A contravariant vector is an object that is usually written with a superscript and it is defined by the "transformation law":
$$V^{'i} = \frac{\partial x^{' i}}{\partial x^j} V^j $$
where $i,j = 0,1,2,3$.
In the definition above the fractional terms is referred to as the Jacobian. Now my confusion is the following: I understand that in the definition above really represent 4 different equations (due to the Einstein summation convention), but why does fractional term represent a matrix (the Jacobian).

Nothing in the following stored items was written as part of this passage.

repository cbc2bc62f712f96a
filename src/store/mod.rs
//! Persistence layer — user records behind the `UserStore` trait.

pub mod libsql_backend;
pub mod migrations;
pub mod model;
pub mod traits;

pub use libsql_backend::LibSqlBackend;
pub use model::{NewUser, User};
pub use traits::UserStore;
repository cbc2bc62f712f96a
use std::sync::Arc;

use registrar::bot::Bot;
use registrar::channels::{ChannelManager, CliChannel, TelegramChannel};
use registrar::config::Config;
use registrar::store::{LibSqlBackend, UserStore};
use secrecy::ExposeSecret;

#[tokio::main]
async fn main() -> Result<(), Box<dyn std::error::Error>> {
    // Initialize tracing
    tracing_subscriber::fmt()
        .with_env_filter(
            tracing_subscriber::EnvFilter::try_from_default_env()
                .unwrap_or_else(|_| tracing_subscriber::EnvFilter::new("info")),
        )
        .with_target(false)
        .init();

    let config = Config::from_env().unwrap_or_else(|e| {
        eprintln!("Error: {}", e);
        std::process::exit(1);
    });

    eprintln!("📋 Registrar v{}", env!("CARGO_PKG_VERSION"));
    eprintln!("   Database: {}", config.db_path.display());
    eprintln!("   Page size: {}", config.page_size);

    // ── Database ─────────────────────────────────────────────────────
    let store: Arc<dyn UserStore> = Arc::new(
        LibSqlBackend::open(&config.db_path)
            .await
            .unwrap_or_else(|e| {
                eprintln!(
                    "Error: Failed to open database at {}: {}",
                    config.db_path.display(),
                    e
                );
                std::process::exit(1);
            }),
    );

    // ── Bootstrap admin ──────────────────────────────────────────────
    // Promotion requires an existing admin, so the first one is flagged
    // here from the environment.
    if let Some(admin_id) = config.bootstrap_admin {
        match store.find_by_telegram_id(admin_id).await {
            Ok(Some(user)) if user.is_admin => {
                eprintln!("   Bootstrap admin: {} (already an admin)", admin_id);
            }
            Ok(Some(mut user)) => {
                user.is_admin = true;
                match store.update(&user).await {
                    Ok(()) => eprintln!("   Bootstrap admin: {} flagged", admin_id),
                    Err(e) => eprintln!(
                        "   Warning: Could not flag bootstrap admin {}: {}",
                        admin_id, e
                    ),
                }
            }
            Ok(None) => {
                eprintln!(
                    "   Bootstrap admin: {} is not registered yet; flag it after /start",
                    admin_id
                );
            }
            Err(e) => {
                eprintln!(
                    "   Warning: Could not look up bootstrap admin {}: {}",
                    admin_id, e
                );
            }
        }
    }

    // Set up channels
    let mut channels = ChannelManager::new();
    let mut active_channels = vec!["cli"];

    // Always add CLI
    channels.add(Box::new(CliChannel::new()));

    // Conditionally add Telegram if bot token is set
    if let Some(token) = &config.telegram_bot_token {
        channels.add(Box::new(TelegramChannel::new(
            token.expose_secret().to_string(),
        )));
        active_channels.push("telegram");
        eprintln!("   Telegram: enabled");
    }

    eprintln!("   Channels: {}", active_channels.join(", "));
    eprintln!("   Type /start to begin. Ctrl+C to exit.\n");

    let bot = Bot::new(config, store, channels);
    bot.run().await?;

    Ok(())
}
//! Error types for registrar.

/// Top-level error type for the bot.
#[derive(Debug, thiserror::Error)]
pub enum Error {
    #[error("Configuration error: {0}")]
    Config(#[from] ConfigError),

    #[error("Storage error: {0}")]
    Storage(#[from] StorageError),

    #[error("Channel error: {0}")]
    Channel(#[from] ChannelError),
}

/// Configuration-related errors.
#[derive(Debug, thiserror::Error)]
pub enum ConfigError {
    #[error("Invalid configuration value for {key}: {message}")]
    InvalidValue { key: String, message: String },
}

/// Persistence errors. End users only ever see a generic reply; the
/// detail in these variants goes to the operator log.
#[derive(Debug, thiserror::Error)]
pub enum StorageError {
    #[error("Failed to open database: {0}")]
    Open(String),

    #[error("Query failed: {0}")]
    Query(String),

    #[error("Constraint violation: {0}")]
    Constraint(String),

    #[error("Migration failed: {0}")]
    Migration(String),
}

/// Transport errors.
#[derive(Debug, thiserror::Error)]
pub enum ChannelError {
    #[error("Channel {name} failed to start: {reason}")]
    StartupFailed { name: String, reason: String },

    #[error("Failed to send reply on channel {name}: {reason}")]
    SendFailed { name: String, reason: String },

    #[error("Failed to deliver notification on channel {name}: {reason}")]
    NotifyFailed { name: String, reason: String },

    #[error("No channel named {0}")]
    UnknownChannel(String),
}

/// Result type alias for the bot.
pub type Result<T> = std::result::Result<T, Error>;
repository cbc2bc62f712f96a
//! Channel abstraction — inbound events, outbound replies, and the trait
//! every transport implements.

use std::pin::Pin;

use async_trait::async_trait;
use futures::Stream;

use crate::error::ChannelError;

/// Stream of inbound events produced by a started channel.
pub type EventStream = Pin<Box<dyn Stream<Item = InboundEvent> + Send>>;

/// What the sender did.
#[derive(Debug, Clone, PartialEq, Eq)]
pub enum EventKind {
    /// A plain text message. Commands like `/start` arrive as text.
    Text(String),
    /// A named button callback.
    Action(String),
}

/// An inbound message or button press, normalized across transports.
#[derive(Debug, Clone, PartialEq, Eq)]
pub struct InboundEvent {
    /// Name of the channel that produced the event.
    pub channel: String,
    /// Conversation to send the reply to.
    pub chat_id: String,
    /// Platform identity of the sender.
    pub user_id: i64,
    pub kind: EventKind,
}

impl InboundEvent {
    pub fn text(channel: &str, chat_id: &str, user_id: i64, text: &str) -> Self {
        Self {
            channel: channel.to_string(),
            chat_id: chat_id.to_string(),
            user_id,
            kind: EventKind::Text(text.to_string()),
        }
    }

    pub fn action(channel: &str, chat_id: &str, user_id: i64, name: &str) -> Self {
        Self {
            channel: channel.to_string(),
            chat_id: chat_id.to_string(),
            user_id,
            kind: EventKind::Action(name.to_string()),
        }
    }
}

/// Button layout attached to a reply.
#[derive(Debug, Clone, PartialEq, Eq)]
pub enum Keyboard {
    /// Buttons under the message: rows of (label, callback name).
    Inline(Vec<Vec<(String, String)>>),
    /// Persistent keyboard: rows of labels the client sends back as text.
    Reply(Vec<Vec<String>>),
}

/// An outbound reply, optionally carrying buttons.
#[derive(Debug, Clone, PartialEq, Eq)]
pub struct Reply {
    pub text: String,
    pub keyboard: Option<Keyboard>,
}

impl Reply {
    pub fn text(text: impl Into<String>) -> Self {
        Self {
            text: text.into(),
            keyboard: None,
        }
    }

    pub fn with_keyboard(mut self, keyboard: Keyboard) -> Self {
        self.keyboard = Some(keyboard);
        self
    }
}

/// A message transport. Implementations own their own polling or REPL
/// loop and surface everything as `InboundEvent`s.
#[async_trait]
pub trait Channel: Send + Sync {
    /// Stable channel name used for routing replies.
    fn name(&self) -> &str;

    /// Start listening and return the stream of inbound events.
    async fn start(&self) -> Result<EventStream, ChannelError>;

    /// Send a reply back to the conversation an event came from.
    async fn respond(&self, event: &InboundEvent, reply: Reply) -> Result<(), ChannelError>;

    /// Send a direct message to an arbitrary identity on this channel,
    /// outside any inbound conversation.
    async fn notify(&self, chat_id: &str, text: &str) -> Result<(), ChannelError>;

    /// Release resources before exit.
    async fn shutdown(&self) -> Result<(), ChannelError>;
}

#[cfg(test)]
mod tests {
    use super::*;

    #[test]
    fn reply_builder() {
        let reply = Reply::text("hello");
        assert_eq!(reply.text, "hello");
        assert!(reply.keyboard.is_none());

        let reply = Reply::text("pick one").with_keyboard(Keyboard::Inline(vec![vec![(
            "My Profile".into(),
            "my_profile".into(),
        )]]));
        assert!(matches!(reply.keyboard, Some(Keyboard::Inline(_))));
    }

    #[test]
    fn event_constructors() {
        let event = InboundEvent::text("telegram", "42", 42, "/start");
        assert_eq!(event.channel, "telegram");
        assert_eq!(event.kind, EventKind::Text("/start".into()));

        let event = InboundEvent::action("telegram", "42", 42, "page_2");
        assert_eq!(event.kind, EventKind::Action("page_2".into()));
    }
}
//! Page window arithmetic for directory listings.

/// A resolved page of a listing: which records to fetch and which
/// navigation buttons apply.
#[derive(Debug, Clone, Copy, PartialEq, Eq)]
pub struct PageWindow {
    /// 1-based page number after clamping.
    pub page: u32,
    /// Offset of the first record on this page.
    pub offset: u64,
    /// Total number of pages, at least 1.
    pub total_pages: u32,
    pub has_prev: bool,
    pub has_next: bool,
}

/// Resolve a requested page against the current record count.
///
/// Out-of-range requests are clamped rather than rejected: a stale
/// "Next" button pressed after deletions lands on the last page
/// instead of producing an empty screen.
pub fn page_window(requested: u32, page_size: u32, total: u64) -> PageWindow {
    let page_size = page_size.max(1);
    let total_pages = (total.div_ceil(page_size as u64)).max(1) as u32;
    let page = requested.clamp(1, total_pages);

    PageWindow {
        page,
        offset: (page as u64 - 1) * page_size as u64,
        total_pages,
        has_prev: page > 1,
        has_next: page < total_pages,
    }
}
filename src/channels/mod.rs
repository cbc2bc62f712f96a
//! Channel abstraction for message I/O.

pub mod channel;
pub mod cli;
pub mod manager;
pub mod telegram;

pub use channel::*;
pub use cli::CliChannel;
pub use manager::ChannelManager;
pub use telegram::TelegramChannel;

You've probably seen other Jacobians in some class on multivariate calculus, when computing an integral and changing variables. The expression $\frac{\partial x'^i}{\partial x^j}$ has two indices, so we can regard it as a matrix $J^i_j$ that connects the primed and unprimed coordinate systems. If we write a position vector in these coordinates as
$$ [x^\mu]=\left(\begin{array}{c} x_1\\x_2\\ \vdots\\x_n \end{array}\right), \ \ \ \ [x'^\nu]=\left(\begin{array}{c} x'_1\\x'_2\\ \vdots\\x'_n \end{array}\right), $$ where $\mu,\nu=1,\cdots,n$, the transformation from one to another is a matrix $$ \left[\frac{\partial x'^\nu}{\partial x^\mu}\right]=\left(\begin{array}{cccc} \frac{\partial x'^1}{\partial x^1} & \frac{\partial x'^1}{\partial x^2} & \cdots & \frac{\partial x'^1}{\partial x^n}\\\frac{\partial x'^2}{\partial x^1} & \ddots\\ \vdots & & \ddots\\ \frac{\partial x'^n}{\partial x^1} & & &\frac{\partial x'^n}{\partial x^n} \end{array}\right), $$
so that $$ x'^\nu = \frac{\partial x'^\nu}{\partial x^\mu}x^\mu $$ in the sense of matrix multiplication (as you said, $n$ equations).